[llvm] [NVPTX] Combine addressing-mode variants of ld, st, wmma (PR #129102)
via llvm-commits
llvm-commits at lists.llvm.org
Thu Feb 27 11:00:16 PST 2025
llvmbot wrote:
<!--LLVM PR SUMMARY COMMENT-->
@llvm/pr-subscribers-backend-nvptx
Author: Alex MacLean (AlexMaclean)
<details>
<summary>Changes</summary>
This change fold together the _ari, _ari64, and _asi variants of these instructions into a single instruction capable of holding any address.
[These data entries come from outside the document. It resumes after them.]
/*
 * This file is part of meshreg.
 *
 * This program is free software: you can redistribute it and/or modify
 * it under the terms of the GNU Affero General Public License as published by
 * the Free Software Foundation, either version 3 of the License, or
 * (at your option) any later version.
 *
 * This program is distributed in the hope that it will be useful,
 * but WITHOUT ANY WARRANTY; without even the implied warranty of
 * MERCHANTABILITY or FITNESS FOR A PARTICULAR PURPOSE. See the
 * GNU Affero General Public License for more details.
 *
 * You should have received a copy of the GNU Affero General Public License
 * along with this program. If not, see <https://www.gnu.org/licenses/>.
 *
*/

//! Layered configuration: built-in defaults, an optional YAML file, the
//! environment, and CLI flags, merged in that order of increasing
//! precedence. Exactly one of (file, env, CLI) may supply a value for a
//! given run; mixing two non-default sources is a [`ConfigError::Conflict`].

// std imports
use core::str::FromStr;
use std::env::VarError;
use std::fs;
use std::net::{IpAddr, Ipv4Addr};
// internal modules
mod cfgcli;
mod cfgenv;
mod cfgfile;
mod definitions;
mod feedback;
#[cfg(test)]
mod tests;
// internal imports
use self::cfgfile::Config as ConfigFile;
pub use self::definitions::*;
use self::feedback::{ConfigError, ErrorStack, WarningStack};
use clap::Parser;

// server defaults
const DEFAULT_IPV4: IpAddr = IpAddr::V4(Ipv4Addr::new(127, 0, 0, 1));
const DEFAULT_PORT: u16 = 2022;
const DEFAULT_SEND_QUEUE_LIMIT: usize = 4096;
const DEFAULT_ECHO_RING_CAPACITY: usize = 256;

type StaticStr = &'static str;

#[derive(Debug)]
/// The outcome of a parse attempt for one configuration item from one
/// configuration source.
pub enum ConfigSourceParseResult<T> {
    Okay(T),
    Absent,
    ParseFailure,
}

/// A source a configuration value can be pulled from: an already-parsed
/// CLI argument, or a raw environment variable lookup.
pub trait TryFromConfigSource<T: Sized>: Sized {
    fn is_present(&self) -> bool;
    /// Attempt to mutate `target_value` if present, setting `trip` if a
    /// value was present at all (whether parseable or not). Returns true
    /// if a value was present but failed to parse.
    fn mutate_failed(self, target_value: &mut T, trip: &mut bool) -> bool;
    fn try_parse(self) -> ConfigSourceParseResult<T>;
}

/// CLI arguments arrive pre-parsed by `clap`, so the only question is
/// whether the user supplied them at all.
impl<T> TryFromConfigSource<T> for Option<T> {
    fn is_present(&self) -> bool {
        self.is_some()
    }
    fn mutate_failed(self, target_value: &mut T, trip: &mut bool) -> bool {
        if let Some(v) = self {
            *trip = true;
            *target_value = v;
        }
        false
    }
    fn try_parse(self) -> ConfigSourceParseResult<T> {
        self.map(ConfigSourceParseResult::Okay)
            .unwrap_or(ConfigSourceParseResult::Absent)
    }
}

/// Environment variables are always strings and need a real parse.
impl<T: FromStr> TryFromConfigSource<T> for Result<String, VarError> {
    fn is_present(&self) -> bool {
        !matches!(self, Err(VarError::NotPresent))
    }
    fn mutate_failed(self, target_value: &mut T, trip: &mut bool) -> bool {
        match self {
            Ok(s) => s
                .parse()
                .map(|v| {
                    *trip = true;
                    *target_value = v;
                    false
                })
                .unwrap_or(true),
            Err(e) => {
                if matches!(e, VarError::NotPresent) {
                    false
                } else {
                    *trip = true;
                    true
                }
            }
        }
    }
    fn try_parse(self) -> ConfigSourceParseResult<T> {
        match self {
            Ok(s) => s
                .parse()
                .map(ConfigSourceParseResult::Okay)
                .unwrap_or(ConfigSourceParseResult::ParseFailure),
            Err(e) => match e {
                VarError::NotPresent => ConfigSourceParseResult::Absent,
                VarError::NotUnicode(_) => ConfigSourceParseResult::ParseFailure,
            },
        }
    }
}

/// A high-level configuration set that accumulates errors/warnings
/// while merging, rather than failing on the first bad key.
#[derive(Debug)]
pub struct Configset {
    did_mutate: bool,
    cfg: ConfigurationSet,
    estack: ErrorStack,
    wstack: WarningStack,
}

impl Configset {
    const EMSG_ENV: StaticStr = "Environment";
    const EMSG_CLI: StaticStr = "CLI arguments";
    const EMSG_FILE: StaticStr = "Configuration file";

    fn _new(feedback_source: StaticStr) -> Self {
        Self {
            did_mutate: false,
            cfg: ConfigurationSet::default(),
            estack: ErrorStack::new(feedback_source),
            wstack: WarningStack::new(feedback_source),
        }
    }
    pub fn new_env() -> Self {
        Self::_new(Self::EMSG_ENV)
    }
    pub fn new_cli() -> Self {
        Self::_new(Self::EMSG_CLI)
    }
    pub fn new_file() -> Self {
        Self {
            did_mutate: true,
            cfg: ConfigurationSet::default(),
            estack: ErrorStack::new(Self::EMSG_FILE),
            wstack: WarningStack::new(Self::EMSG_FILE),
        }
    }
    fn mutated(&mut self) {
        self.did_mutate = true;
    }
    fn epush(&mut self, field_key: StaticStr, expected: StaticStr) {
        self.estack
            .push(format!("Bad value for `{field_key}`. Expected {expected}"))
    }
    pub fn is_okay(&self) -> bool {
        self.estack.is_empty()
    }
    pub fn is_mutated(&self) -> bool {
        self.did_mutate
    }
    fn try_mutate<T>(
        &mut self,
        new: impl TryFromConfigSource<T>,
        target: &mut T,
        field_key: StaticStr,
        expected: StaticStr,
    ) {
        if new.mutate_failed(target, &mut self.did_mutate) {
            self.epush(field_key, expected)
        }
    }
    fn try_mutate_with_condcheck<T, F>(
        &mut self,
        new: impl TryFromConfigSource<T>,
        target: &mut T,
        field_key: StaticStr,
        expected: StaticStr,
        validation_fn: F,
    ) where
        F: Fn(&T) -> bool,
    {
        let mut needs_error = false;
        match new.try_parse() {
            ConfigSourceParseResult::Okay(ok) => {
                self.mutated();
                needs_error = !validation_fn(&ok);
                *target = ok;
            }
            ConfigSourceParseResult::ParseFailure => needs_error = true,
            ConfigSourceParseResult::Absent => {}
        }
        if needs_error {
            self.epush(field_key, expected)
        }
    }
    /// Chain configurations, returning the first one that was mutated.
    ///
    /// ## Panics
    /// Panics if both sets were mutated — callers must check for
    /// conflicting sources beforehand.
    pub fn and_then(self, other: Self) -> Self {
        if self.is_mutated() {
            if other.is_mutated() {
                panic!(
                    "double mutation: {env_a} and {env_b}",
                    env_a = self.estack.source(),
                    env_b = other.estack.source()
                );
            }
            self
        } else {
            other
        }
    }
}

// server settings
impl Configset {
    pub fn server_tcp(
        &mut self,
        nhost: impl TryFromConfigSource<IpAddr>,
        nhost_key: StaticStr,
        nport: impl TryFromConfigSource<u16>,
        nport_key: StaticStr,
    ) {
        let mut host = DEFAULT_IPV4;
        let mut port = DEFAULT_PORT;
        self.try_mutate(nhost, &mut host, nhost_key, "an IPv4/IPv6 address");
        self.try_mutate(nport, &mut port, nport_key, "a 16-bit positive integer");
        self.cfg.host = host;
        self.cfg.port = port;
    }
    pub fn server_maxcon(
        &mut self,
        nmaxcon: impl TryFromConfigSource<usize>,
        nmaxcon_key: StaticStr,
    ) {
        let mut maxcon = self.cfg.maxcon;
        self.try_mutate_with_condcheck(
            nmaxcon,
            &mut maxcon,
            nmaxcon_key,
            "a positive integer greater than zero",
            |max| *max > 0,
        );
        self.cfg.maxcon = maxcon;
    }
}

// sync settings
impl Configset {
    #[allow(clippy::too_many_arguments)]
    pub fn sync_settings(
        &mut self,
        nreconnect: impl TryFromConfigSource<u64>,
        nreconnect_key: StaticStr,
        nsendq: impl TryFromConfigSource<usize>,
        nsendq_key: StaticStr,
        nechoring: impl TryFromConfigSource<usize>,
        nechoring_key: StaticStr,
        nprotover: impl TryFromConfigSource<u16>,
        nprotover_key: StaticStr,
    ) {
        let mut reconnect_secs = self.cfg.reconnect_interval.as_secs();
        let mut sendq = self.cfg.send_queue_limit;
        let mut echoring = self.cfg.echo_ring_capacity;
        let mut protover = self.cfg.protocol_version;
        self.try_mutate_with_condcheck(
            nreconnect,
            &mut reconnect_secs,
            nreconnect_key,
            "a positive integer number of seconds",
            |v| *v > 0,
        );
        self.try_mutate_with_condcheck(
            nsendq,
            &mut sendq,
            nsendq_key,
            "a positive integer",
            |v| *v > 0,
        );
        self.try_mutate_with_condcheck(
            nechoring,
            &mut echoring,
            nechoring_key,
            "a positive integer",
            |v| *v > 0,
        );
        self.try_mutate(nprotover, &mut protover, nprotover_key, "a 16-bit integer");
        self.cfg.reconnect_interval = std::time::Duration::from_secs(reconnect_secs);
        self.cfg.send_queue_limit = sendq;
        self.cfg.echo_ring_capacity = echoring;
        self.cfg.protocol_version = protover;
    }
}

pub fn get_config() -> Result<ConfigType, ConfigError> {
    let cli = cfgcli::Cli::parse();
    let restore_file = None;

    let cfg_from_file = if let Some(file) = cli.config.as_deref() {
        let contents = fs::read_to_string(file)?;
        let cfg_file: ConfigFile = serde_yaml::from_str(&contents)?;
        Some(cfgfile::from_file(cfg_file))
    } else {
        None
    };

    let cfg_from_cli = cfgcli::parse_cli_args(&cli);
    let cfg_from_env = cfgenv::parse_env_config();
    let cfg_degree = cfg_from_cli.is_mutated() as u8
        + cfg_from_env.is_mutated() as u8
        + cfg_from_file.is_some() as u8;
    let has_conflict = cfg_degree > 1;
    if has_conflict {
        return Err(ConfigError::Conflict);
    }
    if cfg_degree == 0 {
        Ok(ConfigType::new_default(restore_file))
    } else {
        let final_config = if let Some(cfg) = cfg_from_file {
            cfg
        } else {
            cfg_from_env.and_then(cfg_from_cli)
        };
        if final_config.is_okay() {
            let Configset { cfg, wstack, .. } = final_config;
            Ok(ConfigType::new_custom(cfg, restore_file, wstack))
        } else {
            Err(ConfigError::CfgError(final_config.estack))
        }
    }
}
This allows for the removal of a lot of unnecessary code and moves us towards a standard way of representing an address in NVPTX.
---
Patch is 58.94 KiB, truncated to 20.00 KiB below, full version: https://github.com/llvm/llvm-project/pull/129102.diff
5 Files Affected:
- (modified) llvm/lib/Target/NVPTX/NVPTXISelDAGToDAG.cpp (+157-410)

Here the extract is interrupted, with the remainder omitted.